CHARLESTON, W.Va. - This past week, I took home four new sheep in the back of my Explorer, unloaded them successfully into my barn yard, took a shower to clean myself up and called the butcher. Three of the sheep were to keep, but one was for dinner. I should have called the butcher before I unloaded all four and cleaned up. I told him I had a sheep to bring.
"We're doing sheep today," the man said. "Can you have it here before seven?"
"I'll have it there in an hour!" I said, and went right back outside to re-load the chosen one. Which wasn't easy. And involved getting dirty again.
I arrived at the butcher shop and said I was the one who called a little while earlier about bringing a sheep.
"Sheep?" the man said.
"I thought you said beef."
"Not beef, sheep."
"We're doing beef today."
"I have a sheep in the back of my Explorer!"
He must have felt sorry for me because I had a sheep in the back of my Explorer because he said he'd go ahead and take it. If you've never taken an animal to a butcher before, this is the worst part coming up here.
You have to unload the animal - and you know when you see it again, it's going to be packaged up in parts. The first time I took an animal to the butcher, it was quite difficult. I could hardly stand looking in their eyes. It does get easier, that's all I can say. I didn't know this sheep very well, having only spent a few hours with it before taking it to the butcher, which was a good thing.

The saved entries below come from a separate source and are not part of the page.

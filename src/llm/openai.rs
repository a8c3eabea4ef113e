//! OpenAI 兼容 API 客户端
//!
//! 通过 async_openai 调用任意 OpenAI 兼容端点（可配置 base_url，如本地 vLLM / TGI 服务）。

use std::sync::atomic::{AtomicU64, Ordering};
use std::sync::Arc;

use async_openai::config::OpenAIConfig;
use async_openai::types::chat::{
    ChatCompletionRequestAssistantMessageArgs, ChatCompletionRequestMessage,
    ChatCompletionRequestSystemMessageArgs, ChatCompletionRequestUserMessageArgs,
    CreateChatCompletionRequestArgs,
};
use async_openai::Client;
use async_trait::async_trait;

use crate::llm::LlmClient;
use crate::memory::{Message, Role};

/// Token 使用统计（累计值）
#[derive(Debug, Clone, Default)]
pub struct TokenUsage {
    pub prompt_tokens: Arc<AtomicU64>,
    pub completion_tokens: Arc<AtomicU64>,
    pub total_tokens: Arc<AtomicU64>,
}

impl TokenUsage {
    pub fn new() -> Self {
        Self::default()
    }

    pub fn add(&self, prompt: u64, completion: u64) {
        self.prompt_tokens.fetch_add(prompt, Ordering::Relaxed);
        self.completion_tokens.fetch_add(completion, Ordering::Relaxed);
        self.total_tokens.fetch_add(prompt + completion, Ordering::Relaxed);
    }

    pub fn get(&self) -> (u64, u64, u64) {
        (
            self.prompt_tokens.load(Ordering::Relaxed),
            self.completion_tokens.load(Ordering::Relaxed),
            self.total_tokens.load(Ordering::Relaxed),
        )
    }
}

/// OpenAI 兼容客户端：持有 Client 与 model 名，complete 时转 Message 为 API 格式并取首条 content
pub struct OpenAiClient {
    client: Client<OpenAIConfig>,
    model: String,
    temperature: Option<f32>,
    pub usage: TokenUsage,
}

impl OpenAiClient {
    pub fn new(base_url: Option<&str>, model: &str, api_key: Option<&str>) -> Self {
        let api_key = api_key
            .map(String::from)
            .or_else(|| std::env::var("OPENAI_API_KEY").ok())
            .unwrap_or_else(|| "sk-placeholder".to_string());

        let config = match base_url {
            Some(url) => OpenAIConfig::new().with_api_base(url).with_api_key(api_key),
            None => OpenAIConfig::new().with_api_key(api_key),
        };

        Self {
            client: Client::with_config(config),
            model: model.to_string(),
            temperature: None,
            usage: TokenUsage::new(),
        }
    }

    pub fn with_temperature(mut self, temperature: f32) -> Self {
        self.temperature = Some(temperature);
        self
    }

    /// Tool 角色以 system 消息发送（内容已由 Entry::to_message 渲染）
    fn to_openai_messages(
        &self,
        messages: &[Message],
    ) -> Result<Vec<ChatCompletionRequestMessage>, String> {
        messages
            .iter()
            .map(|m| {
                let msg = match m.role {
                    Role::System | Role::Tool => ChatCompletionRequestMessage::System(
                        ChatCompletionRequestSystemMessageArgs::default()
                            .content(m.content.clone())
                            .build()
                            .map_err(|e| e.to_string())?,
                    ),
                    Role::User => ChatCompletionRequestMessage::User(
                        ChatCompletionRequestUserMessageArgs::default()
                            .content(m.content.clone())
                            .build()
                            .map_err(|e| e.to_string())?,
                    ),
                    Role::Assistant => ChatCompletionRequestMessage::Assistant(
                        ChatCompletionRequestAssistantMessageArgs::default()
                            .content(m.content.clone())
                            .build()
                            .map_err(|e| e.to_string())?,
                    ),
                };
                Ok(msg)
            })
            .collect()
    }
}

#[async_trait]
impl LlmClient for OpenAiClient {
    fn token_usage(&self) -> (u64, u64, u64) {
        self.usage.get()
    }

    async fn complete(&self, messages: &[Message]) -> Result<String, String> {
        let mut args = CreateChatCompletionRequestArgs::default();
        args.model(&self.model)
            .messages(self.to_openai_messages(messages)?);
        if let Some(t) = self.temperature {
            args.temperature(t);
        }
        let request = args.build().map_err(|e| e.to_string())?;

        let response = self
            .client
            .chat()
            .create(request)
            .await
            .map_err(|e| e.to_string())?;

        if let Some(usage) = &response.usage {
            self.usage
                .add(usage.prompt_tokens as u64, usage.completion_tokens as u64);
        }

        response
            .choices
            .first()
            .and_then(|c| c.message.content.clone())
            .ok_or_else(|| "empty completion".to_string())
    }
}
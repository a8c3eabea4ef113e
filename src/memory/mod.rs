//! 记忆层：会话记忆（只追加日志）与持久化（快照 / 记忆日志，文件与 SQLite 两种后端）

pub mod conversation;
pub mod persistence;
pub mod snapshot;
pub mod sqlite;

pub use conversation::{Entry, Memory, Message, Role};
pub use persistence::{FileStore, InMemoryStore, SnapshotStore};
pub use snapshot::{MemoryLog, SessionSnapshot, MEMORY_LOG_VERSION, SNAPSHOT_VERSION};
pub use sqlite::SqliteStore;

I backed my Explorer up to the ramp leading to a door that opened to an area with holding pens. Since I'd failed to put a rope or halter on the sheep, I had to get him out the hard way. I didn't want to climb into the back of my Explorer because I'd just transported four sheep in it and hadn't cleaned it up yet.
I reached in, grabbed the sheep by both ears, and started a tug of war that had the sheep halfway pulling me into the Explorer against my will. While the man just stood there.
Eventually, he said, "You want some help?"